About this exercise: Look for the word "crate" in the material below. Copy each line that has it.

Material provided:
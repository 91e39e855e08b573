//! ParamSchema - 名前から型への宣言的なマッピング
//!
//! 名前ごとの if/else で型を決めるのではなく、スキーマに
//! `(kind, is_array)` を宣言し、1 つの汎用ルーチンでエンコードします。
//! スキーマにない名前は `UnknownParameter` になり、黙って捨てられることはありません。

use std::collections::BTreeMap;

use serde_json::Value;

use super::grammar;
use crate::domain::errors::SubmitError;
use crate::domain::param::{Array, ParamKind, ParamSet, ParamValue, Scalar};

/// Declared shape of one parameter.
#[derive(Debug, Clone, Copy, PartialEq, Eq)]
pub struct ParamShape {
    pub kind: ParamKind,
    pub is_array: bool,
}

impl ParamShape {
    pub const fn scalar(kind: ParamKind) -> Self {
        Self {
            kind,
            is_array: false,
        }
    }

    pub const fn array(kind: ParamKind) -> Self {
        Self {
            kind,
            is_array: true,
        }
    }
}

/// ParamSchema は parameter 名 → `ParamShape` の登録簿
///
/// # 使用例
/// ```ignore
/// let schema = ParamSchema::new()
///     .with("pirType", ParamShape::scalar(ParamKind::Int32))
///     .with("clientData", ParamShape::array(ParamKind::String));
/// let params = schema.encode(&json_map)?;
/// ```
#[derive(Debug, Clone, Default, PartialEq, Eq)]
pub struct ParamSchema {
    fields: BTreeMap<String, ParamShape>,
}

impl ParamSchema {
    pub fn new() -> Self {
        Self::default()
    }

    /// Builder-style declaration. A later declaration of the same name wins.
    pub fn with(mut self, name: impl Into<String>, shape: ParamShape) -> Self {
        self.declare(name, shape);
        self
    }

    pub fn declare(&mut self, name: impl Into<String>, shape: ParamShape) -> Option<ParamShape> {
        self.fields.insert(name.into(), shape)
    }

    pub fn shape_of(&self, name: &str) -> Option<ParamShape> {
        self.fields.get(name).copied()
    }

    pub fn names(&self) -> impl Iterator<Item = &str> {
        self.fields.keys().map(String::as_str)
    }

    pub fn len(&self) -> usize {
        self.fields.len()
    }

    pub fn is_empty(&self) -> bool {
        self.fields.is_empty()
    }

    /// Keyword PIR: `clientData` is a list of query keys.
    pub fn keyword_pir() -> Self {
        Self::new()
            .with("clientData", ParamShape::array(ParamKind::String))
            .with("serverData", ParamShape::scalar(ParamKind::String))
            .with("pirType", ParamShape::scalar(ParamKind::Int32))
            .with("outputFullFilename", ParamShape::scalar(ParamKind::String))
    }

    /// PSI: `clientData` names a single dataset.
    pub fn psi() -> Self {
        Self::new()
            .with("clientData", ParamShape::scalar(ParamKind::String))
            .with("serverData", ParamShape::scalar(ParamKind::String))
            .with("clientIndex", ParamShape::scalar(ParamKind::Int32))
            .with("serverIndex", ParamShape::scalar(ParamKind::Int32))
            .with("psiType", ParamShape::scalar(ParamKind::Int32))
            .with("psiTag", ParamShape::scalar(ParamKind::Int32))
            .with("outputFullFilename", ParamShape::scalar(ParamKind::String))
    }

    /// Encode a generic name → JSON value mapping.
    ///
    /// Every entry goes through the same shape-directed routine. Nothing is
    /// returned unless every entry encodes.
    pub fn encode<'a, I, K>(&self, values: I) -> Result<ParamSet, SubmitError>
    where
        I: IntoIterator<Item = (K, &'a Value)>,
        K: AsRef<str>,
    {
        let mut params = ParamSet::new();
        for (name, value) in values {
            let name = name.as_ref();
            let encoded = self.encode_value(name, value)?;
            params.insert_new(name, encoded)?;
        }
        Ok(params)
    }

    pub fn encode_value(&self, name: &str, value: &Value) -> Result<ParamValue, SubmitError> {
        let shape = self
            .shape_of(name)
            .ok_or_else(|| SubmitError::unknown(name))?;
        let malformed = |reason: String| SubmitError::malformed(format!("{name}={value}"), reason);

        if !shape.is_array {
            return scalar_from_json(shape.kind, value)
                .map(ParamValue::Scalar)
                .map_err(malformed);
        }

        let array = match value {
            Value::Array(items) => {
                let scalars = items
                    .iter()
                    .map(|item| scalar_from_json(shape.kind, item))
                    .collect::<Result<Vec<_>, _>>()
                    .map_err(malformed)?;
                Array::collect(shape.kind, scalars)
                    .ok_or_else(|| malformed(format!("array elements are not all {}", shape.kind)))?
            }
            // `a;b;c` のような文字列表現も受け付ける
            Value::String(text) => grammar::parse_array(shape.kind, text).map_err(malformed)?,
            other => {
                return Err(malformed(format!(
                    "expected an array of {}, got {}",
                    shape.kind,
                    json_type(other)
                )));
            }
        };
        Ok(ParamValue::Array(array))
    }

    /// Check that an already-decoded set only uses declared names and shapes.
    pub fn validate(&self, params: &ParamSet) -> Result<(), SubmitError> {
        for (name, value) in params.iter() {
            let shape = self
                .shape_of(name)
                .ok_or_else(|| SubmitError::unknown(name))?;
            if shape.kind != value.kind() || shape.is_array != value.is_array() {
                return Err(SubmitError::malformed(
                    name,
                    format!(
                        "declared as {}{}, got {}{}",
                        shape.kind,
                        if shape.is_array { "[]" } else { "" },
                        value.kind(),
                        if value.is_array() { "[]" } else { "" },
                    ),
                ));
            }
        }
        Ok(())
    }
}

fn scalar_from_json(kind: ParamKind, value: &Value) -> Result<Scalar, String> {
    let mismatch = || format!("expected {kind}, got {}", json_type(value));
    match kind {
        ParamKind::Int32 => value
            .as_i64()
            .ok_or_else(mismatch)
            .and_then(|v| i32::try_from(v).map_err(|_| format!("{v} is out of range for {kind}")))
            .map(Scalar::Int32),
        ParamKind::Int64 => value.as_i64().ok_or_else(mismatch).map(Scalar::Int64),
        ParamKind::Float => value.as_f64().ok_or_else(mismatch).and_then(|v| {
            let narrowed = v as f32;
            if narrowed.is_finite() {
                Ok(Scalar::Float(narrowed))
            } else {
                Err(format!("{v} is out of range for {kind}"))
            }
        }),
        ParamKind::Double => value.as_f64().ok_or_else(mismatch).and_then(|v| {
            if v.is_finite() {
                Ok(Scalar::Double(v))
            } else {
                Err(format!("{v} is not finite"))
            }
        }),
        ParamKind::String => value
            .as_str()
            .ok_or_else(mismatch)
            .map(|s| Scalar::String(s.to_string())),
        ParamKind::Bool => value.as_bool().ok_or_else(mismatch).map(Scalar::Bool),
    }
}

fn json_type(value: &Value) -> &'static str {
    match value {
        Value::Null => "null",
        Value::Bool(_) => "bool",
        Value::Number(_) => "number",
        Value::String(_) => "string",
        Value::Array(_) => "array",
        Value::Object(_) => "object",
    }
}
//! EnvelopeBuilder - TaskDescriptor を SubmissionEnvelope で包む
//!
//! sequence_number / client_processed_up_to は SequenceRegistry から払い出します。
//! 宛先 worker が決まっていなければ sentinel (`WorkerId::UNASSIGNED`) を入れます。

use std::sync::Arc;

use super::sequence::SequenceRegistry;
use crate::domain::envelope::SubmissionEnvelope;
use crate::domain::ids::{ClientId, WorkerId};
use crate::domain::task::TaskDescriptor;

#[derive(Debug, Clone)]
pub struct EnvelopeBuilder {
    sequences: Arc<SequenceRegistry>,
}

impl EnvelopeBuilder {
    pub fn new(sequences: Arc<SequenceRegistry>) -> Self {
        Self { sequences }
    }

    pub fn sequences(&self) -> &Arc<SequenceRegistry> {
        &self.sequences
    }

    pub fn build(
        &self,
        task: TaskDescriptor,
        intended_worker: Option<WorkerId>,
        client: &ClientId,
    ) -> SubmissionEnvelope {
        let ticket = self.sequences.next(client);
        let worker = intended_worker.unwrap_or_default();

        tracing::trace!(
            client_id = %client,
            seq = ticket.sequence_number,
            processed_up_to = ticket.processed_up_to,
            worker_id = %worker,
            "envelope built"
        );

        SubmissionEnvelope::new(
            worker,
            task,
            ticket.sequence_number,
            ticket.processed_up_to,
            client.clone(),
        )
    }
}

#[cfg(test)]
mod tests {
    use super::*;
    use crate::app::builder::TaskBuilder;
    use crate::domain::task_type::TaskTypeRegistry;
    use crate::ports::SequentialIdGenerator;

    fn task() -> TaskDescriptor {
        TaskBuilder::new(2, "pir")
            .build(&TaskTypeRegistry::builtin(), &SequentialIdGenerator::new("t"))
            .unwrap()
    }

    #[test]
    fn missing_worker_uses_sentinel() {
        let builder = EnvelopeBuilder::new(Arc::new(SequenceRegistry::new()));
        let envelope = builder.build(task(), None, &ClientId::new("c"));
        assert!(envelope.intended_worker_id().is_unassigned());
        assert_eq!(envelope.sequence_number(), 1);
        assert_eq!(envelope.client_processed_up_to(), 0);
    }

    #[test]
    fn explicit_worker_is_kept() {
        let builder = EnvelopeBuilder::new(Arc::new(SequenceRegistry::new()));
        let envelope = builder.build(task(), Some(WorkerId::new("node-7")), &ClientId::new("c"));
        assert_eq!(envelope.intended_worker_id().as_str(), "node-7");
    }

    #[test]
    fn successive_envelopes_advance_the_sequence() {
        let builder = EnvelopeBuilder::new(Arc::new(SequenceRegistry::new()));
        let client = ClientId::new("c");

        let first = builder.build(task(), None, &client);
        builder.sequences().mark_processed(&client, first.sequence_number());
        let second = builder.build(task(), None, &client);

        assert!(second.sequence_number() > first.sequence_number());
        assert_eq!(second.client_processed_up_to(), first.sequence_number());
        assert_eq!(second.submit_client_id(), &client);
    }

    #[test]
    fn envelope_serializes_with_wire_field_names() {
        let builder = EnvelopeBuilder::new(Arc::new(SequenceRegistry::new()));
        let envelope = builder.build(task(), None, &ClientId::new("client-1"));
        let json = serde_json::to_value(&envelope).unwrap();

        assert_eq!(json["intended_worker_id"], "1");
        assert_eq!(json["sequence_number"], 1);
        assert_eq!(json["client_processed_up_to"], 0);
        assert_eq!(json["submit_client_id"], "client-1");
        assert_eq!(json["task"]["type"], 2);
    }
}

Response:
use crate::domain::errors::SubmitError;
use crate::domain::param::{Array, ParamKind, ParamSet, ParamValue, Scalar};
use crate::domain::envelope::SubmissionEnvelope;
use crate::domain::ids::{ClientId, WorkerId};
use crate::domain::task::TaskDescriptor;
    use crate::app::builder::TaskBuilder;
    use crate::domain::task_type::TaskTypeRegistry;
    use crate::ports::SequentialIdGenerator;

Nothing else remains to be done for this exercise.